[Materials provided Boundary: Start]
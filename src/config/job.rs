//! Recalculation job configuration

use serde::Deserialize;
use std::time::Duration;

use super::error::ValidationError;

/// Scheduled recalculation settings
#[derive(Debug, Clone, Deserialize)]
pub struct JobConfig {
    /// Run the scheduled recalculation at all
    #[serde(default = "default_enabled")]
    pub enabled: bool,

    /// Seconds between runs
    #[serde(default = "default_interval_secs")]
    pub interval_secs: u64,

    /// Run once immediately on startup
    #[serde(default = "default_run_on_start")]
    pub run_on_start: bool,

    /// Log batch progress every N entities
    #[serde(default = "default_progress_log_every")]
    pub progress_log_every: usize,
}

impl JobConfig {
    /// Get interval as Duration
    pub fn interval(&self) -> Duration {
        Duration::from_secs(self.interval_secs)
    }

    /// Validate job configuration
    pub fn validate(&self) -> Result<(), ValidationError> {
        if self.interval_secs == 0 {
            return Err(ValidationError::InvalidJobInterval);
        }
        if self.progress_log_every == 0 {
            return Err(ValidationError::MustBePositive("job.progress_log_every"));
        }
        Ok(())
    }
}

impl Default for JobConfig {
    fn default() -> Self {
        Self {
            enabled: default_enabled(),
            interval_secs: default_interval_secs(),
            run_on_start: default_run_on_start(),
            progress_log_every: default_progress_log_every(),
        }
    }
}

fn default_enabled() -> bool {
    true
}

fn default_interval_secs() -> u64 {
    86_400
}

fn default_run_on_start() -> bool {
    true
}

fn default_progress_log_every() -> usize {
    25
}
//! GetReliabilityHandler - Query handler for stored reliability records.

use std::sync::Arc;

use crate::domain::foundation::{DomainError, ErrorCode};
use crate::domain::reliability::{ReliabilityRecord, ReliabilityScope};
use crate::ports::ReliabilityRepository;

/// Handler returning the latest record of a scope.
pub struct GetReliabilityHandler {
    repository: Arc<dyn ReliabilityRepository>,
}

impl GetReliabilityHandler {
    pub fn new(repository: Arc<dyn ReliabilityRepository>) -> Self {
        Self { repository }
    }

    pub async fn handle(&self, scope: ReliabilityScope) -> Result<ReliabilityRecord, DomainError> {
        self.repository.find_by_scope(&scope).await?.ok_or_else(|| {
            let code = match scope {
                ReliabilityScope::Competency(_) => ErrorCode::CompetencyNotFound,
                ReliabilityScope::Trait(_) => ErrorCode::TraitNotFound,
            };
            DomainError::new(code, format!("No reliability record for {}", scope))
                .with_detail("scope", scope.to_string())
        })
    }
}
[Materials provided Boundary: End]
> The task
Search the entries for the string "struct" and collect each line that has it.

> Solution below
pub struct JobConfig {
pub struct GetReliabilityHandler {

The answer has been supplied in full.